§ Work required
Go from the first line below to the one with "On-disk shape of" and print each line exactly.

§ Exercise data
//! Deployment history on the remote host
//!
//! The history file is a bounded, newest-first list of every deployment.
//! Reading it is fail-open: a missing or corrupt file reads as an empty
//! history so it can never block a new deployment. Every read-modify-write
//! sequence holds the remote lock.

use std::collections::HashSet;
use std::sync::Arc;

use chrono::Local;
use serde::{Deserialize, Serialize};
use tracing::{debug, info, warn};

use crate::deploy::process::ProcessControl;
use crate::errors::DeployResult;
use crate::remote::lock::RemoteLock;
use crate::remote::RemoteChannel;
use crate::storage::layout::RemoteLayout;
use crate::version::status::{VersionEvent, VersionStatus};
use crate::version::tag::BuildTag;

pub const DEFAULT_MAX_VERSIONS: usize = 5;

const HISTORY_FILE_MODE: u32 = 0o644;
const DEPLOYED_AT_FORMAT: &str = "%Y-%m-%d %H:%M:%S";

/// One recorded deployment
#[derive(Debug, Clone, PartialEq, Eq, Serialize, Deserialize)]
pub struct DeploymentVersion {
    /// Seconds since the epoch, kept as a string in the file
    pub timestamp: String,

    #[serde(rename = "git_commit")]
    pub source_revision: String,

    #[serde(rename = "docker_tag")]
    pub build_tag: String,

    pub status: VersionStatus,
    pub deployed_at: String,
}

impl DeploymentVersion {
    pub fn new(tag: &BuildTag, status: VersionStatus) -> Self {
        Self {
            timestamp: tag.timestamp.to_string(),
            source_revision: tag.source_revision.clone(),
            build_tag: tag.to_string(),
            status,
            deployed_at: Local::now().format(DEPLOYED_AT_FORMAT).to_string(),
        }
    }
}

/// On-disk shape of `.deploy-history.json`
#[derive(Debug, Clone, Default, Serialize, Deserialize)]
pub struct DeploymentHistory {
    #[serde(default)]
    pub bot_name: String,

    #[serde(default)]
    pub versions: Vec<DeploymentVersion>,
}

pub struct VersionTracker {
    channel: Arc<dyn RemoteChannel>,
    layout: RemoteLayout,
    bot_name: String,
    max_versions: usize,
    lock: Arc<RemoteLock>,
    process: ProcessControl,
}

impl VersionTracker {
    pub fn new(
        channel: Arc<dyn RemoteChannel>,
        layout: RemoteLayout,
        bot_name: impl Into<String>,
        max_versions: usize,
        lock: Arc<RemoteLock>,
        process: ProcessControl,
    ) -> Self {
        Self {
            channel,
            layout,
            bot_name: bot_name.into(),
            max_versions: max_versions.max(1),
            lock,
            process,
        }
    }

    pub fn max_versions(&self) -> usize {
        self.max_versions
    }

    pub fn generate_build_tag(&self, source_revision: &str) -> BuildTag {
        BuildTag::now(self.bot_name.clone(), source_revision)
    }

    /// Newest-first history; empty if the file is missing or unreadable
    pub async fn load_history(&self) -> Vec<DeploymentVersion> {
        let path = self.layout.history_file();
        let content = match self.channel.read_file(&path).await {
            Ok(Some(content)) => content,
            Ok(None) => {
                debug!("No deployment history at {}", path);
                return Vec::new();
            }
            Err(e) => {
                warn!("Could not read deployment history (treating as empty): {}", e);
                return Vec::new();
            }
        };

        match serde_json::from_str::<DeploymentHistory>(&content) {
            Ok(history) => history.versions,
            Err(e) => {
                warn!("Deployment history is corrupt (treating as empty): {}", e);
                Vec::new()
            }
        }
    }

    async fn save_history(&self, versions: Vec<DeploymentVersion>) -> DeployResult<()> {
        let history = DeploymentHistory {
            bot_name: self.bot_name.clone(),
            versions,
        };
        let content = serde_json::to_vec_pretty(&history)?;
        self.channel
            .write_file(&content, &self.layout.history_file(), HISTORY_FILE_MODE)
            .await
    }

    /// Record a deployment as the newest entry. Every entry that was active
    /// is demoted to `old`, and the history is truncated to the cap.
    pub async fn add_deployment(&self, tag: &BuildTag, status: VersionStatus) -> DeployResult<()> {
        self.lock
            .run(async {
                let mut versions = self.load_history().await;
                demote_active(&mut versions, None);

                versions.insert(0, DeploymentVersion::new(tag, status));
                versions.truncate(self.max_versions);

                self.save_history(versions).await?;
                info!("Recorded deployment {} ({})", tag, status);
                Ok(())
            })
            .await
    }

    pub async fn get_version_by_tag(&self, build_tag: &str) -> Option<DeploymentVersion> {
        self.load_history()
            .await
            .into_iter()
            .find(|v| v.build_tag == build_tag)
    }

    pub async fn active_version(&self) -> Option<DeploymentVersion> {
        self.load_history()
            .await
            .into_iter()
            .find(|v| v.status == VersionStatus::Active)
    }

    /// The rollback target: the first `old` or `rolled_back` entry after
    /// the active one
    pub async fn get_previous_version(&self) -> Option<DeploymentVersion> {
        previous_version(&self.load_history().await).cloned()
    }

    /// Set the status of one entry; `false` if the tag is not in the
    /// history. Marking an entry active demotes any other active entry.
    pub async fn mark_version_status(&self, build_tag: &str, status: VersionStatus) -> DeployResult<bool> {
        self.lock
            .run(async {
                let mut versions = self.load_history().await;
                let Some(index) = versions.iter().position(|v| v.build_tag == build_tag) else {
                    warn!("Version {} not found in history", build_tag);
                    return Ok(false);
                };

                if status == VersionStatus::Active {
                    demote_active(&mut versions, Some(index));
                }
                versions[index].status = status;

                self.save_history(versions).await?;
                debug!("Marked {} as {}", build_tag, status);
                Ok(true)
            })
            .await
    }

    /// Remove images of this bot that no history entry references. The
    /// `latest` alias is always kept.
    pub async fn cleanup_old_images(&self, bot_name: &str) -> DeployResult<usize> {
        let referenced: HashSet<String> = self
            .load_history()
            .await
            .into_iter()
            .map(|v| v.build_tag)
            .collect();
        let latest = format!("{}:latest", bot_name);
        let prefix = format!("{}:", bot_name);

        let mut removed = 0;
        for image in self.process.list_images().await? {
            if !image.starts_with(&prefix) || image == latest || referenced.contains(&image) {
                continue;
            }
            match self.process.remove_image(&image).await {
                Ok(()) => {
                    debug!("Removed image {}", image);
                    removed += 1;
                }
                Err(e) => warn!("Failed to remove image {}: {}", image, e),
            }
        }
        if removed > 0 {
            info!("Removed {} unreferenced image(s)", removed);
        }
        Ok(removed)
    }
}

/// Demote every active entry except `keep` to `old`
fn demote_active(versions: &mut [DeploymentVersion], keep: Option<usize>) {
    for (i, version) in versions.iter_mut().enumerate() {
        if Some(i) == keep || version.status != VersionStatus::Active {
            continue;
        }
        if let Ok(next) = version.status.apply(VersionEvent::Superseded) {
            version.status = next;
        }
    }
}

/// First `old`/`rolled_back` entry after the active one. With no active
/// entry (the last deployment failed) the search starts at the top.
pub fn previous_version(versions: &[DeploymentVersion]) -> Option<&DeploymentVersion> {
    if versions.len() < 2 {
        return None;
    }
    let start = versions
        .iter()
        .position(|v| v.status == VersionStatus::Active)
        .map_or(0, |active| active + 1);
    versions[start..].iter().find(|v| v.status.is_restorable())
}
//! systemd commands and output parsing

use std::collections::HashMap;

use crate::deploy::state::{Health, ProcessState};
use crate::utils::shell_quote;

pub fn unit_name(name: &str) -> String {
    format!("{}.service", name)
}

/// `sudo -n ` unless the remote user is root
pub fn privilege_prefix(user: &str) -> &'static str {
    if user == "root" {
        ""
    } else {
        "sudo -n "
    }
}

pub fn status_command(unit: &str) -> String {
    format!(
        "systemctl show {} --property=LoadState,ActiveState,SubState,ActiveEnterTimestamp --no-pager",
        shell_quote(unit)
    )
}

pub fn stale_command() -> String {
    "systemctl list-units --all --type=service --state=failed --no-legend --plain --no-pager"
        .to_string()
}

pub fn stop_command(sudo: &str, unit: &str) -> String {
    format!("{}systemctl stop {}", sudo, shell_quote(unit))
}

pub fn start_command(sudo: &str, unit: &str) -> String {
    format!("{}systemctl start {}", sudo, shell_quote(unit))
}

/// Stop the unit and clear any failed state so the next start is clean
pub fn remove_command(sudo: &str, unit: &str) -> String {
    let unit = shell_quote(unit);
    format!(
        "{sudo}systemctl stop {unit}; {sudo}systemctl reset-failed {unit} 2>/dev/null; true"
    )
}

pub fn reset_failed_command(sudo: &str, unit: &str) -> String {
    format!("{}systemctl reset-failed {}", sudo, shell_quote(unit))
}

/// Install the unit file shipped in the deployment root and restart it
pub fn install_command(sudo: &str, root: &str, unit: &str) -> String {
    let source = shell_quote(&format!("{}/{}", root.trim_end_matches('/'), unit));
    let target = shell_quote(&format!("/etc/systemd/system/{}", unit));
    let unit = shell_quote(unit);
    format!(
        "{sudo}install -m 0644 {source} {target} && {sudo}systemctl daemon-reload && \
         {sudo}systemctl enable {unit} && {sudo}systemctl restart {unit}"
    )
}

/// Parse `systemctl show` output (`Key=Value` lines)
pub fn parse_status(output: &str, unit: &str) -> ProcessState {
    let props: HashMap<&str, &str> = output
        .lines()
        .filter_map(|line| line.trim().split_once('='))
        .collect();

    let load = props.get("LoadState").copied().unwrap_or("not-found");
    if load != "loaded" {
        return ProcessState::absent();
    }

    let active = props.get("ActiveState").copied().unwrap_or("unknown");
    let sub = props.get("SubState").copied().unwrap_or("unknown");
    let running = matches!(active, "active" | "reloading");
    let health = match active {
        "active" | "reloading" => Health::NoHealthcheck,
        "activating" => Health::Starting,
        _ => Health::NotRunning,
    };
    let uptime = props
        .get("ActiveEnterTimestamp")
        .filter(|ts| running && !ts.is_empty())
        .map(|ts| format!("since {}", ts));

    ProcessState {
        exists: true,
        running,
        status: format!("{} ({})", active, sub),
        uptime,
        health,
        image: Some(unit.to_string()),
    }
}

/// Unit names from `systemctl list-units --plain --no-legend`
pub fn parse_unit_list(output: &str) -> Vec<String> {
    output
        .lines()
        .filter_map(|line| line.split_whitespace().next())
        .map(str::to_string)
        .collect()
}
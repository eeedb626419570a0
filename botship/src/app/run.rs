//! Command dispatch

use std::io::{self, BufRead};
use std::sync::Arc;

use anyhow::{bail, Context};
use colored::Colorize;
use secrecy::{ExposeSecret, SecretString};
use tracing::debug;

use crate::app::options::{AppOptions, BackupCommand, Command, SecretsCommand, USAGE};
use crate::deploy::executor::Deployer;
use crate::filesys::file::File;
use crate::logs::{init_logging, LogOptions};
use crate::prompt::{AssumeYes, Prompt, TerminalPrompt};
use crate::remote::ssh::{SshChannel, SshOptions};
use crate::secrets::cipher::SecretCipher;
use crate::storage::settings::Settings;
use crate::utils::version_info;
use crate::version::status::VersionStatus;

/// Run one CLI invocation
pub async fn run(options: AppOptions) -> anyhow::Result<()> {
    if !options.command.needs_remote() {
        return run_local(&options.command);
    }

    let settings = Settings::load(&File::new(&options.config_file))
        .await
        .with_context(|| format!("Failed to load {}", options.config_file.display()))?;

    let _log_guard = init_logging(LogOptions {
        log_level: options.log_level.unwrap_or(settings.log_level),
        log_dir: options.log_dir.clone(),
        json_format: options.json_logs,
        ..Default::default()
    })?;
    debug!("Loaded settings from {}", options.config_file.display());

    let channel = Arc::new(SshChannel::new(SshOptions::from_settings(&settings)));
    let deployer = Deployer::new(&settings, channel)?;

    let prompt: Box<dyn Prompt> = if options.assume_yes {
        Box::new(AssumeYes)
    } else {
        Box::new(TerminalPrompt)
    };

    dispatch(&options.command, &deployer, &settings, prompt.as_ref()).await
}

/// Commands that need neither the config file nor the remote host
fn run_local(command: &Command) -> anyhow::Result<()> {
    match command {
        Command::Version => println!("{}", serde_json::to_string_pretty(&version_info())?),
        Command::Secrets(SecretsCommand::GenerateKey) => {
            let key = SecretCipher::generate_key();
            println!("{}", key.expose_secret());
            eprintln!(
                "{}",
                "Store this as secrets.encryption_key or BOTSHIP_ENCRYPTION_KEY. Losing it makes stored secrets unreadable."
                    .yellow()
            );
        }
        _ => print!("{}", USAGE),
    }
    Ok(())
}

async fn dispatch(
    command: &Command,
    deployer: &Deployer,
    settings: &Settings,
    prompt: &dyn Prompt,
) -> anyhow::Result<()> {
    match command {
        Command::Deploy { dir, force } => match deployer.deploy(dir, *force, prompt).await? {
            Some(outcome) => {
                if let Some(backup) = &outcome.backup {
                    println!("Backup: {}", backup);
                }
                println!("{} {}", "Deployed".green().bold(), outcome.build_tag);
            }
            None => println!("{}", "Deployment aborted".yellow()),
        },

        Command::Rollback { target } => match deployer.rollback(target.as_deref(), prompt).await? {
            Some(version) => println!("{} {}", "Rolled back to".green().bold(), version.build_tag),
            None => println!("{}", "Rollback cancelled".yellow()),
        },

        Command::Status => {
            let status = deployer.status().await?;
            println!("{}  {} ({})", "Bot".bold(), status.bot_name, status.method);
            println!("{}  {}", "Dir".bold(), status.remote_dir);
            let process = &status.process;
            if !process.exists {
                println!("{}  {}", "State".bold(), "not deployed".yellow());
            } else if process.running {
                println!(
                    "{}  {} (up {}, {})",
                    "State".bold(),
                    "running".green(),
                    process.uptime.as_deref().unwrap_or("?"),
                    process.health
                );
            } else {
                println!("{}  {} ({})", "State".bold(), "stopped".red(), process.status);
            }
            match &status.active {
                Some(active) => println!(
                    "{}  {} (deployed {})",
                    "Version".bold(),
                    active.build_tag,
                    active.deployed_at
                ),
                None => println!("{}  {}", "Version".bold(), "none recorded".yellow()),
            }
        }

        Command::Teardown { remove_files } => {
            if deployer.teardown(*remove_files, prompt).await? {
                println!("{}", "Teardown complete".green().bold());
            } else {
                println!("{}", "Teardown cancelled".yellow());
            }
        }

        Command::History => {
            let versions = deployer.versions().load_history().await;
            if versions.is_empty() {
                println!("No deployments recorded");
            }
            for version in versions {
                let status = version.status.to_string();
                let status = match version.status {
                    VersionStatus::Active => status.green(),
                    VersionStatus::Failed => status.red(),
                    _ => status.normal(),
                };
                println!("{:<12} {}  {}", status, version.deployed_at, version.build_tag);
            }
        }

        Command::CleanupImages => {
            let removed = deployer.versions().cleanup_old_images(deployer.bot_name()).await?;
            println!("Removed {} image(s)", removed);
        }

        Command::Secrets(command) => run_secrets(command, deployer).await?,
        Command::Backup(command) => run_backup(command, deployer, settings, prompt).await?,

        Command::Version | Command::Help => run_local(command)?,
    }
    Ok(())
}

async fn run_secrets(command: &SecretsCommand, deployer: &Deployer) -> anyhow::Result<()> {
    let store = deployer.secrets();
    match command {
        SecretsCommand::GenerateKey => {}
        SecretsCommand::Set { name, value } => {
            let value = match value {
                Some(value) => SecretString::from(value.clone()),
                None => read_secret_from_stdin(name)?,
            };
            store.set_secret(name, &value).await?;
            println!("{} {}", "Stored".green(), name);
        }
        SecretsCommand::Get { name } => match store.get_secret(name).await? {
            Some(value) => println!("{}", value.expose_secret()),
            None => bail!("Secret {} not found", name),
        },
        SecretsCommand::List => {
            let secrets = store.list_secrets(false).await?;
            if secrets.is_empty() {
                println!("No secrets stored");
            }
            for (name, masked) in secrets {
                println!("{} = {}", name, masked);
            }
        }
        SecretsCommand::Remove { name } => {
            if store.remove_secret(name).await? {
                println!("{} {}", "Removed".green(), name);
            } else {
                bail!("Secret {} not found", name);
            }
        }
        SecretsCommand::Import { file } => {
            let contents = File::new(file)
                .read_string()
                .await
                .with_context(|| format!("Failed to read {}", file.display()))?;
            let count = store.import_env(&contents).await?;
            println!("Imported {} secret(s)", count);
        }
    }
    Ok(())
}

async fn run_backup(
    command: &BackupCommand,
    deployer: &Deployer,
    settings: &Settings,
    prompt: &dyn Prompt,
) -> anyhow::Result<()> {
    let backups = deployer.backups();
    match command {
        BackupCommand::Create => match backups.create_backup(false).await? {
            Some(filename) => println!("{} {}", "Created".green(), filename),
            None => println!("Nothing to back up"),
        },
        BackupCommand::List => {
            let list = backups.list_backups().await?;
            if list.is_empty() {
                println!("No backups");
            }
            for backup in list {
                let created = backup
                    .created_at
                    .map(|t| t.format("%Y-%m-%d %H:%M:%S UTC").to_string())
                    .unwrap_or_else(|| "unknown date".to_string());
                println!("{:<34} {:>8}  {}", backup.filename, backup.size, created);
            }
        }
        BackupCommand::Restore { filename } => {
            if backups.restore_backup(filename, Some(prompt)).await? {
                println!("{} {}", "Restored".green(), filename);
            } else {
                println!("{}", "Restore cancelled".yellow());
            }
        }
        BackupCommand::Download { filename, dest } => {
            let path = backups.download_backup(filename, dest).await?;
            println!("Saved {}", path.display());
        }
        BackupCommand::Cleanup {
            retention_days,
            max_backups,
        } => {
            let deleted = backups
                .cleanup_old_backups(
                    retention_days.unwrap_or(settings.backup.retention_days),
                    max_backups.unwrap_or(settings.backup.max_backups),
                )
                .await?;
            println!("Deleted {} backup(s)", deleted);
        }
    }
    Ok(())
}

fn read_secret_from_stdin(name: &str) -> anyhow::Result<SecretString> {
    eprint!("Value for {}: ", name);
    let mut line = String::new();
    io::stdin()
        .lock()
        .read_line(&mut line)
        .context("Failed to read secret value from stdin")?;
    let value = line.trim_end_matches(['\r', '\n']).to_string();
    if value.is_empty() {
        bail!("Empty value for {}", name);
    }
    Ok(SecretString::from(value))
}
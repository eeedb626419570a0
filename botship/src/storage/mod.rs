//! Configuration and remote layout

pub mod layout;
pub mod settings;
//! Deployment versions and their history

pub mod status;
pub mod tag;
pub mod tracker;
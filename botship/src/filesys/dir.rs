//! Local directory operations

use std::path::{Path, PathBuf};

use tokio::fs;

use crate::errors::DeployError;
use crate::filesys::file::File;

/// A local directory referenced by path
#[derive(Debug, Clone)]
pub struct Dir {
    path: PathBuf,
}

impl Dir {
    pub fn new(path: impl Into<PathBuf>) -> Self {
        Self { path: path.into() }
    }

    pub fn path(&self) -> &Path {
        &self.path
    }

    pub async fn exists(&self) -> bool {
        fs::metadata(&self.path)
            .await
            .map(|m| m.is_dir())
            .unwrap_or(false)
    }

    /// Create the directory (and parents)
    pub async fn create(&self) -> Result<(), DeployError> {
        fs::create_dir_all(&self.path).await?;
        Ok(())
    }

    /// Fail with `NotFound` unless the directory exists
    pub async fn require(&self) -> Result<(), DeployError> {
        if self.exists().await {
            Ok(())
        } else {
            Err(DeployError::NotFound(format!(
                "Directory does not exist: {}",
                self.path.display()
            )))
        }
    }

    /// Get a file within this directory
    pub fn file(&self, name: &str) -> File {
        File::new(self.path.join(name))
    }
}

§ Written solution
//! Deployment history on the remote host
//!
//! The history file is a bounded, newest-first list of every deployment.
//! Reading it is fail-open: a missing or corrupt file reads as an empty
//! history so it can never block a new deployment. Every read-modify-write
//! sequence holds the remote lock.

use std::collections::HashSet;
use std::sync::Arc;

use chrono::Local;
use serde::{Deserialize, Serialize};
use tracing::{debug, info, warn};

use crate::deploy::process::ProcessControl;
use crate::errors::DeployResult;
use crate::remote::lock::RemoteLock;
use crate::remote::RemoteChannel;
use crate::storage::layout::RemoteLayout;
use crate::version::status::{VersionEvent, VersionStatus};
use crate::version::tag::BuildTag;

pub const DEFAULT_MAX_VERSIONS: usize = 5;

const HISTORY_FILE_MODE: u32 = 0o644;
const DEPLOYED_AT_FORMAT: &str = "%Y-%m-%d %H:%M:%S";

/// One recorded deployment
#[derive(Debug, Clone, PartialEq, Eq, Serialize, Deserialize)]
pub struct DeploymentVersion {
    /// Seconds since the epoch, kept as a string in the file
    pub timestamp: String,

    #[serde(rename = "git_commit")]
    pub source_revision: String,

    #[serde(rename = "docker_tag")]
    pub build_tag: String,

    pub status: VersionStatus,
    pub deployed_at: String,
}

impl DeploymentVersion {
    pub fn new(tag: &BuildTag, status: VersionStatus) -> Self {
        Self {
            timestamp: tag.timestamp.to_string(),
            source_revision: tag.source_revision.clone(),
            build_tag: tag.to_string(),
            status,
            deployed_at: Local::now().format(DEPLOYED_AT_FORMAT).to_string(),
        }
    }
}

/// On-disk shape of `.deploy-history.json`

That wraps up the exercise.